Talking About FAS With Siblings: Question From A Friend.....

Parents of a child affected by FASD often wonder how to explain FASD to his or her siblings. When the child with FASD has an uncontrolled outburst, or when he or she takes a toy or other valuable from their room without permission, or when the parent(s) treat the disabled child differently because of the FASD, the non-disabled ( "NT" or neurotypical) sibling(s) cannot help but be impacted by the condition.
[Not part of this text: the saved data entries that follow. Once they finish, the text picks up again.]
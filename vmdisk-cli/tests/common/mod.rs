#![allow(dead_code)]

use assert_cmd::Command;
use std::path::PathBuf;
use std::time::Duration;
use tempfile::TempDir;

pub struct TestContext {
    pub dir: TempDir,
}

impl TestContext {
    pub fn new_cmd(&self) -> Command {
        let bin_path = env!("CARGO_BIN_EXE_vmdisk");
        let mut cmd = Command::new(bin_path);
        cmd.timeout(Duration::from_secs(60));
        cmd.env("RUST_LOG", "warn");
        cmd
    }

    pub fn path(&self, name: &str) -> PathBuf {
        self.dir.path().join(name)
    }

    pub fn write(&self, name: &str, bytes: &[u8]) -> PathBuf {
        let path = self.path(name);
        std::fs::write(&path, bytes).expect("Failed to write fixture");
        path
    }
}

pub fn vmdisk() -> TestContext {
    TestContext {
        dir: TempDir::new().expect("Failed to create temp dir"),
    }
}

pub fn image(len: usize) -> Vec<u8> {
    (0..len).map(|i| ((i / 4096) % 251) as u8).collect()
}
With the time and energy needed to supervise and manage the ongoing needs of a child affected by FASD, it can be difficult for the adults in the family to carve out meaningful time to spend with the child or children in the family who do not have FASD. Parents are caught in the crossfire trying to emotionally absorb the anger and
resentment from all sides.

Common Sibling Issues

As in any family, positive and negative feelings may develop between siblings or because of siblings. Here are a few issues that siblings of a child affected by FASD may face:
  • Embarrassment of the sibling’s behavior or appearance.
  • Anger or jealousy over the amount of attention the child with the disability receives. This may lead to a desire to act out in negative ways, either to get the parents' attention and/or to dull the depth of their own conflicted feelings about their disabled brother or sister.
  • Isolation ("None of my friends have a sister with FASD!" "I can never have anyone over because of my brother's behavior!")
  • Pressure to achieve in order to “make-up” for the disabled brother or sister’s inabilities.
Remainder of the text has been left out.